I am now studying the RSA algorithm.
The keypair generation equation of RSA is $d*e = 1 \pmod{(n-1)(q-1)}$ (where d, e is public key private key each other)
In this situation I got the private key$= 13, n=7, q=11$
so the keypair generation equation will be $13d \equiv 1 \pmod{60}$...
therefore, $13 = 60n + 1$
and I found the $n=8$ by using Euclidean method, $60 = 13 \cdot 4 + 8..$
so the $d$ will be $37$...
Is this the correct way? (using Euclidean method)...
Through continued fractions (it is an efficient way to encode Euclid's algorithm) we have:
$$ \frac{60}{13}=[4;1,1,1,1,2] \tag{1}$$ and: $$ [4;1,1,1,1]=\frac{23}{5} \tag{2}$$ and the difference of such numbers is $\pm\frac{1}{5\cdot 13}$ by a general property of continued fractions.
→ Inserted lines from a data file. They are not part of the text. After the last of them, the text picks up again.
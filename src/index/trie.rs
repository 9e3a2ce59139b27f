//! Prefix trie with a one-way frozen form.
//!
//! While building, the trie is a plain tree of nodes with sorted edge lists.
//! [`PrefixTrie::freeze`] minimizes it into a DAWG: states with identical
//! suffix languages are merged and stored in two flat arrays. Both forms
//! answer membership and prefix enumeration identically, and both enumerate
//! keys in lexicographic `char` order.

use rustc_hash::FxHashMap;
use smol_str::SmolStr;

use super::IndexError;

type StateId = u32;

const ROOT: StateId = 0;

/// Read access shared by the building and frozen representations.
trait Automaton {
    fn root(&self) -> StateId;
    fn is_terminal(&self, state: StateId) -> bool;
    /// Outgoing edges, sorted by label.
    fn edges(&self, state: StateId) -> &[(char, StateId)];

    fn step(&self, state: StateId, ch: char) -> Option<StateId> {
        let edges = self.edges(state);
        edges
            .binary_search_by_key(&ch, |&(label, _)| label)
            .ok()
            .map(|i| edges[i].1)
    }

    fn walk(&self, key: &str) -> Option<StateId> {
        key.chars()
            .try_fold(self.root(), |state, ch| self.step(state, ch))
    }

    /// Append every key starting with `prefix` to `out`, in order.
    fn collect(&self, prefix: &str, out: &mut Vec<SmolStr>) {
        let Some(start) = self.walk(prefix) else {
            return;
        };
        let mut word = String::from(prefix);
        if self.is_terminal(start) {
            out.push(SmolStr::from(word.as_str()));
        }

        // (state, index of the next edge to follow)
        let mut stack: Vec<(StateId, usize)> = vec![(start, 0)];
        while let Some(top) = stack.len().checked_sub(1) {
            let (state, next) = stack[top];
            match self.edges(state).get(next) {
                Some(&(ch, child)) => {
                    stack[top].1 += 1;
                    word.push(ch);
                    if self.is_terminal(child) {
                        out.push(SmolStr::from(word.as_str()));
                    }
                    stack.push((child, 0));
                }
                None => {
                    stack.pop();
                    if !stack.is_empty() {
                        word.pop();
                    }
                }
            }
        }
    }
}

#[derive(Debug, Clone, Default)]
struct BuildNode {
    terminal: bool,
    children: Vec<(char, StateId)>,
}

/// Mutable tree form. A child's id is always greater than its parent's.
#[derive(Debug, Clone)]
struct BuildTrie {
    nodes: Vec<BuildNode>,
}

impl BuildTrie {
    fn new() -> Self {
        Self {
            nodes: vec![BuildNode::default()],
        }
    }

    /// Returns `true` if the key was not present before.
    fn insert(&mut self, key: &str) -> bool {
        let mut state = ROOT;
        for ch in key.chars() {
            let found = self.nodes[state as usize]
                .children
                .binary_search_by_key(&ch, |&(label, _)| label);
            state = match found {
                Ok(i) => self.nodes[state as usize].children[i].1,
                Err(i) => {
                    let child = self.nodes.len() as StateId;
                    self.nodes.push(BuildNode::default());
                    self.nodes[state as usize].children.insert(i, (ch, child));
                    child
                }
            };
        }
        !std::mem::replace(&mut self.nodes[state as usize].terminal, true)
    }

    /// Merge equivalent subtrees bottom-up into a minimal DAWG.
    fn minimize(&self) -> Dawg {
        let mut states: Vec<DawgState> = Vec::new();
        let mut edges: Vec<(char, StateId)> = Vec::new();
        let mut register: FxHashMap<(bool, Vec<(char, StateId)>), StateId> =
            FxHashMap::default();
        let mut canonical: Vec<StateId> = vec![ROOT; self.nodes.len()];

        // Children have larger ids than parents, so a reverse sweep visits
        // every child before its parent.
        for id in (0..self.nodes.len()).rev() {
            let node = &self.nodes[id];
            let signature = (
                node.terminal,
                node.children
                    .iter()
                    .map(|&(ch, child)| (ch, canonical[child as usize]))
                    .collect::<Vec<_>>(),
            );
            let state = *register.entry(signature).or_insert_with_key(|(terminal, out)| {
                let state = states.len() as StateId;
                states.push(DawgState {
                    terminal: *terminal,
                    first_edge: edges.len() as u32,
                    edge_count: out.len() as u32,
                });
                edges.extend_from_slice(out);
                state
            });
            canonical[id] = state;
        }

        states.shrink_to_fit();
        edges.shrink_to_fit();
        Dawg {
            states,
            edges,
            root: canonical[ROOT as usize],
        }
    }
}

impl Automaton for BuildTrie {
    fn root(&self) -> StateId {
        ROOT
    }

    fn is_terminal(&self, state: StateId) -> bool {
        self.nodes[state as usize].terminal
    }

    fn edges(&self, state: StateId) -> &[(char, StateId)] {
        &self.nodes[state as usize].children
    }
}

#[derive(Debug, Clone, Copy)]
struct DawgState {
    terminal: bool,
    first_edge: u32,
    edge_count: u32,
}

/// Frozen form: minimized states over one shared edge array.
#[derive(Debug, Clone)]
struct Dawg {
    states: Vec<DawgState>,
    edges: Vec<(char, StateId)>,
    root: StateId,
}

impl Automaton for Dawg {
    fn root(&self) -> StateId {
        self.root
    }

    fn is_terminal(&self, state: StateId) -> bool {
        self.states[state as usize].terminal
    }

    fn edges(&self, state: StateId) -> &[(char, StateId)] {
        let state = self.states[state as usize];
        let start = state.first_edge as usize;
        &self.edges[start..start + state.edge_count as usize]
    }
}

#[derive(Debug, Clone)]
enum Repr {
    Building(BuildTrie),
    Frozen(Dawg),
}

/// Set of strings supporting membership tests and prefix enumeration.
///
/// Keys are stored as given; callers normalize before inserting.
#[derive(Debug, Clone)]
pub struct PrefixTrie {
    repr: Repr,
    len: usize,
}

impl Default for PrefixTrie {
    fn default() -> Self {
        Self::new()
    }
}

impl PrefixTrie {
    pub fn new() -> Self {
        Self {
            repr: Repr::Building(BuildTrie::new()),
            len: 0,
        }
    }

    /// Insert a key. Returns `Ok(true)` if it was not already present.
    ///
    /// Fails with [`IndexError::Frozen`] once the trie has been frozen.
    pub fn insert(&mut self, key: &str) -> Result<bool, IndexError> {
        match &mut self.repr {
            Repr::Building(trie) => {
                let inserted = trie.insert(key);
                if inserted {
                    self.len += 1;
                }
                Ok(inserted)
            }
            Repr::Frozen(_) => Err(IndexError::frozen(key)),
        }
    }

    pub fn contains(&self, key: &str) -> bool {
        match &self.repr {
            Repr::Building(trie) => trie.walk(key).is_some_and(|s| trie.is_terminal(s)),
            Repr::Frozen(dawg) => dawg.walk(key).is_some_and(|s| dawg.is_terminal(s)),
        }
    }

    /// Every stored key that starts with `prefix`, in lexicographic order.
    /// The empty prefix yields all keys.
    pub fn keys_with_prefix(&self, prefix: &str) -> Vec<SmolStr> {
        let mut out = Vec::new();
        match &self.repr {
            Repr::Building(trie) => trie.collect(prefix, &mut out),
            Repr::Frozen(dawg) => dawg.collect(prefix, &mut out),
        }
        out
    }

    /// Compact into the read-only DAWG form. Freezing twice is a no-op.
    pub fn freeze(&mut self) {
        let Repr::Building(trie) = &self.repr else {
            return;
        };
        let dawg = trie.minimize();
        tracing::debug!(
            keys = self.len,
            nodes = trie.nodes.len(),
            states = dawg.states.len(),
            edges = dawg.edges.len(),
            "froze prefix trie"
        );
        self.repr = Repr::Frozen(dawg);
    }

    pub fn is_frozen(&self) -> bool {
        matches!(self.repr, Repr::Frozen(_))
    }

    pub fn len(&self) -> usize {
        self.len
    }

    pub fn is_empty(&self) -> bool {
        self.len == 0
    }

    /// Number of nodes (building) or states (frozen).
    pub fn node_count(&self) -> usize {
        match &self.repr {
            Repr::Building(trie) => trie.nodes.len(),
            Repr::Frozen(dawg) => dawg.states.len(),
        }
    }
}
//! Character offset ↔ line/column conversion.

/// A position in a document (0-indexed, columns counted in characters).
#[derive(Debug, Clone, Copy, PartialEq, Eq, PartialOrd, Ord, Hash, Default)]
pub struct Position {
    pub line: u32,
    pub column: u32,
}

impl Position {
    pub fn new(line: u32, column: u32) -> Self {
        Self { line, column }
    }
}

/// Precomputed line starts for a document's text.
///
/// All offsets are character offsets, matching the offsets stored on
/// [`SymbolInfo`](crate::SymbolInfo).
#[derive(Debug, Clone, PartialEq, Eq)]
pub struct LineIndex {
    /// Character offset of the first character of each line.
    line_starts: Vec<usize>,
    /// Total number of characters in the text.
    len: usize,
}

impl LineIndex {
    pub fn new(text: &str) -> Self {
        let mut line_starts = vec![0];
        let mut len = 0;
        for ch in text.chars() {
            len += 1;
            if ch == '\n' {
                line_starts.push(len);
            }
        }
        Self { line_starts, len }
    }

    pub fn line_count(&self) -> usize {
        self.line_starts.len()
    }

    /// Number of characters in the indexed text.
    pub fn len(&self) -> usize {
        self.len
    }

    pub fn is_empty(&self) -> bool {
        self.len == 0
    }

    /// Convert a character offset to a position. Offsets past the end clamp
    /// to the end of the text.
    pub fn position(&self, offset: usize) -> Position {
        let offset = offset.min(self.len);
        let line = match self.line_starts.binary_search(&offset) {
            Ok(line) => line,
            Err(next) => next - 1,
        };
        let column = offset - self.line_starts[line];
        Position::new(to_u32(line), to_u32(column))
    }

    /// Convert a position back to a character offset.
    ///
    /// Returns `None` when the line does not exist or the column runs past the
    /// end of that line.
    pub fn offset(&self, position: Position) -> Option<usize> {
        let line = position.line as usize;
        let start = *self.line_starts.get(line)?;
        let end = match self.line_starts.get(line + 1) {
            // Exclude the newline that terminates the line.
            Some(next) => next - 1,
            None => self.len,
        };
        let offset = start + position.column as usize;
        (offset <= end).then_some(offset)
    }
}

fn to_u32(value: usize) -> u32 {
    u32::try_from(value).unwrap_or(u32::MAX)
}
#[cfg(test)]
mod tests {
    use super::*;
    use crate::network::EdgeLists;
    use approx::assert_relative_eq;

    fn complete(n: usize) -> EdgeLists {
        let mut edges = Vec::new();
        for i in 0..n {
            for j in (i + 1)..n {
                edges.push((i, j));
            }
        }
        EdgeLists::new(n, vec![0.0], 10.0, vec![edges]).unwrap()
    }

    fn qs_config(n: usize, t: f64, eta: f64) -> QuasiStationaryConfig {
        QuasiStationaryConfig {
            epidemic: EpidemicConfig {
                number_of_initially_infected: 2,
                ..EpidemicConfig::sis(n, t, eta, 1.0)
            },
            history_sampling_dt: 0.1,
            ..QuasiStationaryConfig::default()
        }
    }

    #[test]
    fn test_history_is_bounded() {
        let mut history = QuasiStationaryHistory::new(2);
        for k in 0..5 {
            history.push(Configuration {
                time: k as f64,
                status: vec![Compartment::Infected],
                edges: vec![],
            });
        }
        assert_eq!(history.len(), 2);
        let times: Vec<f64> = history.iter().map(|c| c.time).collect();
        assert_eq!(times, vec![3.0, 4.0]);
    }

    #[test]
    fn test_supercritical_run_survives() {
        let lists = complete(30);
        let config = qs_config(30, 20.0, 0.5);
        let report = simulate_quasi_stationary(EpidemicNetwork::Static(&lists), &config, 1).unwrap();
        assert_eq!(report.tmax, 20.0);
        let (rho, chi) = report.infection_observables().unwrap();
        assert!(rho > 0.5);
        assert!(chi >= 0.0);
    }

    #[test]
    fn test_subcritical_run_restarts_and_never_records_zero() {
        let lists = complete(20);
        let config = QuasiStationaryConfig {
            fallback: Fallback::Reseed(1),
            ..qs_config(20, 50.0, 0.02)
        };
        let report = simulate_quasi_stationary(EpidemicNetwork::Static(&lists), &config, 7).unwrap();
        assert!(report.restarts > 0);
        assert!(report.observables.infected.iter().all(|&i| i > 0));
        let t = &report.observables.time;
        assert!(t.windows(2).all(|w| w[0] <= w[1]));
    }

    #[test]
    fn test_sampled_series_splices_absorption() {
        let lists = complete(20);
        let mut config = QuasiStationaryConfig {
            fallback: Fallback::Reseed(1),
            ..qs_config(20, 50.0, 0.02)
        };
        config.epidemic.sampling_dt = 0.5;
        let report = simulate_quasi_stationary(EpidemicNetwork::Static(&lists), &config, 7).unwrap();
        assert!(report.restarts > 0);
        assert!(report.observables.infected.iter().all(|&i| i > 0));
        assert!(report.observables.time.windows(2).all(|w| w[0] <= w[1]));
    }

    #[test]
    fn test_archive_time_always_advances() {
        assert_eq!(next_archive_time(1.0, 0.5, 10.0), 1.5);
        // 1e20 + 1 rounds back to 1e20
        assert_eq!(next_archive_time(1e20, 1.0, 2e20), 2e20);
    }

    #[test]
    fn test_frozen_epidemic_ends_run() {
        // no recovery and no susceptible neighbours: nothing can happen
        let lists = EdgeLists::new(4, vec![0.0], 1.0, vec![vec![]]).unwrap();
        let mut config = qs_config(4, 100.0, 1.0);
        config.epidemic.recovery_rate = 0.0;
        let report = simulate_quasi_stationary(EpidemicNetwork::Static(&lists), &config, 2).unwrap();
        assert_eq!(report.restarts, 0);
        assert_eq!(report.observables.infected, vec![2]);
        let (rho, chi) = report.infection_observables().unwrap();
        assert_relative_eq!(rho, 0.5);
        assert_relative_eq!(chi, 0.0);
    }

    #[test]
    fn test_absorption_without_history_is_reported() {
        let lists = EdgeLists::new(5, vec![0.0], 1.0, vec![vec![]]).unwrap();
        let config = QuasiStationaryConfig {
            min_history_size: 100,
            ..qs_config(5, 1000.0, 1.0)
        };
        let err = simulate_quasi_stationary(EpidemicNetwork::Static(&lists), &config, 3).unwrap_err();
        match err {
            Error::AbsorptionWithEmptyHistory { partial, .. } => assert!(!partial.is_empty()),
            other => panic!("unexpected error {other:?}"),
        }
    }

    #[test]
    fn test_restart_budget() {
        let lists = EdgeLists::new(5, vec![0.0], 1.0, vec![vec![]]).unwrap();
        let config = QuasiStationaryConfig {
            fallback: Fallback::Reseed(1),
            max_restarts: 3,
            ..qs_config(5, 1000.0, 1.0)
        };
        assert!(matches!(
            simulate_quasi_stationary(EpidemicNetwork::Static(&lists), &config, 3),
            Err(Error::BudgetExhausted { .. })
        ));
    }

    #[test]
    fn test_fixed_fallback_configuration() {
        let lists = EdgeLists::new(3, vec![0.0], 1.0, vec![vec![(0, 1)]]).unwrap();
        let status = vec![
            Compartment::Infected,
            Compartment::Susceptible,
            Compartment::Susceptible,
        ];
        let config = QuasiStationaryConfig {
            fallback: Fallback::Configuration(status),
            min_history_size: 50,
            history_capacity: 50,
            ..qs_config(3, 5.0, 0.1)
        };
        let report = simulate_quasi_stationary(EpidemicNetwork::Static(&lists), &config, 2).unwrap();
        assert!(report.observables.infected.iter().all(|&i| i > 0));
    }

    #[test]
    fn test_invalid_fallback() {
        let config = QuasiStationaryConfig {
            fallback: Fallback::Configuration(vec![Compartment::Susceptible; 10]),
            ..qs_config(10, 1.0, 1.0)
        };
        assert!(config.validate().is_err());
        let config = QuasiStationaryConfig {
            fallback: Fallback::Reseed(0),
            ..qs_config(10, 1.0, 1.0)
        };
        assert!(config.validate().is_err());
    }

    #[test]
    fn test_susceptibility_formula() {
        let mut observables = Observables::default();
        observables.push(0.0, [8, 2, 0], 0.0);
        observables.push(1.0, [6, 4, 0], 0.0);
        let report = QuasiStationaryReport {
            observables,
            n: 10,
            t_start: 0.0,
            tmax: 2.0,
            restarts: 0,
            history_size: 0,
        };
        let (rho, chi) = report.infection_observables().unwrap();
        assert_relative_eq!(rho, 0.3, epsilon = 1e-12);
        assert_relative_eq!(chi, 10.0 * 0.01 / 0.3, epsilon = 1e-12);
    }
}
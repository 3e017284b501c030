//! Projection of a temporal network onto `K` evenly spaced windows.
//!
//! The window grid partitions `[t0, tmax)` into `K` half-open windows of equal
//! width. The output has one snapshot per window, stamped with the window's
//! left boundary, so `N`, `t0` and `tmax` carry over unchanged.
//!
//! Two policies:
//! - last state: the window's edge set is the input's edge set at the window's
//!   right boundary (events exactly at that boundary included)
//! - aggregate: the union of every edge active at any instant inside the window

use std::collections::BTreeSet;

use tracing::debug;

use super::temporal::{apply_event, edge_set};
use super::{Edge, EdgeChanges, EdgeLists, TemporalNetwork};
use crate::error::{Error, Result};

/// Resample onto `n_time_steps` windows, returning edge lists.
///
/// # Arguments
/// * `network` - Input in either representation
/// * `n_time_steps` - Number of output windows `K` (at least 1)
/// * `sample_aggregates` - Union over each window instead of the last state
pub fn resample(
    network: &TemporalNetwork,
    n_time_steps: usize,
    sample_aggregates: bool,
) -> Result<EdgeLists> {
    if n_time_steps < 1 {
        return Err(Error::InvalidResampling { n_time_steps });
    }
    let changes = network.to_edge_changes()?;
    let mut sweep = Sweep::new(&changes)?;

    let t0 = changes.t0;
    let tmax = changes.tmax;
    let span = tmax - t0;
    if n_time_steps > 1 && !(span > 0.0) {
        return Err(Error::malformed(format!(
            "cannot split the empty span [{t0}, {tmax}] into {n_time_steps} windows"
        )));
    }
    let boundary = |k: usize| {
        if k >= n_time_steps {
            tmax
        } else {
            t0 + span * (k as f64) / (n_time_steps as f64)
        }
    };

    let mut t = Vec::with_capacity(n_time_steps);
    let mut edges = Vec::with_capacity(n_time_steps);
    for k in 0..n_time_steps {
        let left = boundary(k);
        let right = boundary(k + 1);
        t.push(left);

        if sample_aggregates {
            sweep.advance(|time| time <= left, None)?;
            let mut union = sweep.current.clone();
            sweep.advance(|time| time < right, Some(&mut union))?;
            edges.push(union.into_iter().collect());
        } else {
            sweep.advance(|time| time <= right, None)?;
            edges.push(sweep.current.iter().copied().collect());
        }
    }

    debug!(
        n_time_steps,
        sample_aggregates,
        n_events = changes.len(),
        "resampled temporal network"
    );

    Ok(EdgeLists {
        n: changes.n,
        t,
        tmax,
        edges,
    })
}

/// Resample onto `n_time_steps` windows, returning edge changes.
pub fn resample_to_edge_changes(
    network: &TemporalNetwork,
    n_time_steps: usize,
    sample_aggregates: bool,
) -> Result<EdgeChanges> {
    resample(network, n_time_steps, sample_aggregates)?.to_edge_changes()
}

/// Single forward pass over the event sequence.
struct Sweep<'a> {
    changes: &'a EdgeChanges,
    next: usize,
    current: BTreeSet<Edge>,
}

impl<'a> Sweep<'a> {
    fn new(changes: &'a EdgeChanges) -> Result<Self> {
        Ok(Self {
            changes,
            next: 0,
            current: edge_set(changes.n, &changes.edges_initial, changes.t0)?,
        })
    }

    /// Apply every pending event whose time satisfies `include`, recording
    /// switched-on edges in `union` when given.
    fn advance(
        &mut self,
        include: impl Fn(f64) -> bool,
        mut union: Option<&mut BTreeSet<Edge>>,
    ) -> Result<()> {
        while let Some(&time) = self.changes.t.get(self.next) {
            if !include(time) {
                break;
            }
            let edges_in = &self.changes.edges_in[self.next];
            apply_event(
                &mut self.current,
                time,
                edges_in,
                &self.changes.edges_out[self.next],
            )?;
            if let Some(union) = union.as_deref_mut() {
                union.extend(edges_in.iter().map(|&(i, j)| super::canonical_edge(i, j)));
            }
            self.next += 1;
        }
        Ok(())
    }
}

#[cfg(test)]
mod tests {
    use super::*;

    fn lists() -> TemporalNetwork {
        EdgeLists::new(
            3,
            vec![0.0, 1.0, 2.0],
            3.0,
            vec![vec![(0, 1)], vec![(1, 2), (0, 2)], vec![(0, 1)]],
        )
        .unwrap()
        .into()
    }

    fn changes() -> TemporalNetwork {
        EdgeChanges::new(
            3,
            0.0,
            3.0,
            vec![1.0, 2.0],
            vec![(0, 1)],
            vec![vec![(1, 2), (0, 2)], vec![(0, 1)]],
            vec![vec![(0, 1)], vec![(1, 2), (0, 2)]],
        )
        .unwrap()
        .into()
    }

    #[test]
    fn test_zero_windows_rejected() {
        assert!(matches!(
            resample(&lists(), 0, false).unwrap_err(),
            Error::InvalidResampling { n_time_steps: 0 }
        ));
    }

    #[test]
    fn test_empty_span_allows_single_window_only() {
        let instant = EdgeLists::new(3, vec![0.0], 0.0, vec![vec![(0, 1)]]).unwrap();
        let network = TemporalNetwork::from(instant.clone());
        assert!(matches!(
            resample(&network, 3, false),
            Err(Error::MalformedNetwork { .. })
        ));
        assert!(resample_to_edge_changes(&network, 3, true).is_err());
        assert_eq!(resample(&network, 1, false).unwrap(), instant);
    }

    #[test]
    fn test_window_grid() {
        let out = resample(&lists(), 5, false).unwrap();
        assert_eq!(out.n, 3);
        assert_eq!(out.tmax, 3.0);
        assert_eq!(out.t.len(), 5);
        assert_eq!(out.t[0], 0.0);
        for (k, &t) in out.t.iter().enumerate() {
            assert!((t - 0.6 * k as f64).abs() < 1e-12);
        }
    }

    #[test]
    fn test_last_state_at_right_boundary() {
        // windows [0,1), [1,2), [2,3)
        let out = resample(&lists(), 3, false).unwrap();
        assert_eq!(out.edges[0], vec![(0, 2), (1, 2)]);
        assert_eq!(out.edges[1], vec![(0, 1)]);
        assert_eq!(out.edges[2], vec![(0, 1)]);
    }

    #[test]
    fn test_last_state_between_events() {
        // right boundaries 0.6, 1.2, 1.8, 2.4, 3.0
        let out = resample(&lists(), 5, false).unwrap();
        assert_eq!(out.edges[0], vec![(0, 1)]);
        assert_eq!(out.edges[1], vec![(0, 2), (1, 2)]);
        assert_eq!(out.edges[2], vec![(0, 2), (1, 2)]);
        assert_eq!(out.edges[3], vec![(0, 1)]);
        assert_eq!(out.edges[4], vec![(0, 1)]);
    }

    #[test]
    fn test_aggregate_unions_each_window() {
        let out = resample(&lists(), 5, true).unwrap();
        // [0,0.6) only (0,1); [0.6,1.2) sees both states
        assert_eq!(out.edges[0], vec![(0, 1)]);
        assert_eq!(out.edges[1], vec![(0, 1), (0, 2), (1, 2)]);
        assert_eq!(out.edges[2], vec![(0, 2), (1, 2)]);
        assert_eq!(out.edges[3], vec![(0, 1), (0, 2), (1, 2)]);
        assert_eq!(out.edges[4], vec![(0, 1)]);
    }

    #[test]
    fn test_aggregate_excludes_edge_removed_at_left_boundary() {
        let out = resample(&lists(), 3, true).unwrap();
        assert_eq!(out.edges[0], vec![(0, 1)]);
        assert_eq!(out.edges[1], vec![(0, 2), (1, 2)]);
        assert_eq!(out.edges[2], vec![(0, 1)]);
    }

    #[test]
    fn test_both_representations_agree() {
        for aggregate in [false, true] {
            assert_eq!(
                resample(&lists(), 7, aggregate).unwrap(),
                resample(&changes(), 7, aggregate).unwrap()
            );
        }
    }

    #[test]
    fn test_more_windows_than_events() {
        let out = resample(&lists(), 30, false).unwrap();
        assert_eq!(out.t.len(), 30);
        assert!(out.validate().is_ok());
    }

    #[test]
    fn test_single_window_is_final_state() {
        let out = resample(&lists(), 1, false).unwrap();
        assert_eq!(out.t, vec![0.0]);
        assert_eq!(out.edges, vec![vec![(0, 1)]]);

        let out = resample(&lists(), 1, true).unwrap();
        assert_eq!(out.edges, vec![vec![(0, 1), (0, 2), (1, 2)]]);
    }

    #[test]
    fn test_resample_to_changes() {
        let out = resample_to_edge_changes(&changes(), 3, false).unwrap();
        assert_eq!(out.t0, 0.0);
        assert_eq!(out.t, vec![1.0, 2.0]);
        assert_eq!(out.edges_initial, vec![(0, 2), (1, 2)]);
    }
}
In our case: $$ \frac{60}{13}-\frac{23}{5} = \frac{1}{65}\tag{3} $$ from which we get: $$ 60\cdot 5 - 23\cdot 13 = 1 \tag{4}$$ as well as: $$ 13\cdot (-23)\equiv 1\pmod{60} \tag{5}$$ so the inverse of $13$ in $\mathbb{Z}/(60\mathbb{Z})^*$ is $-23=\color{red}{37}$ as you claimed.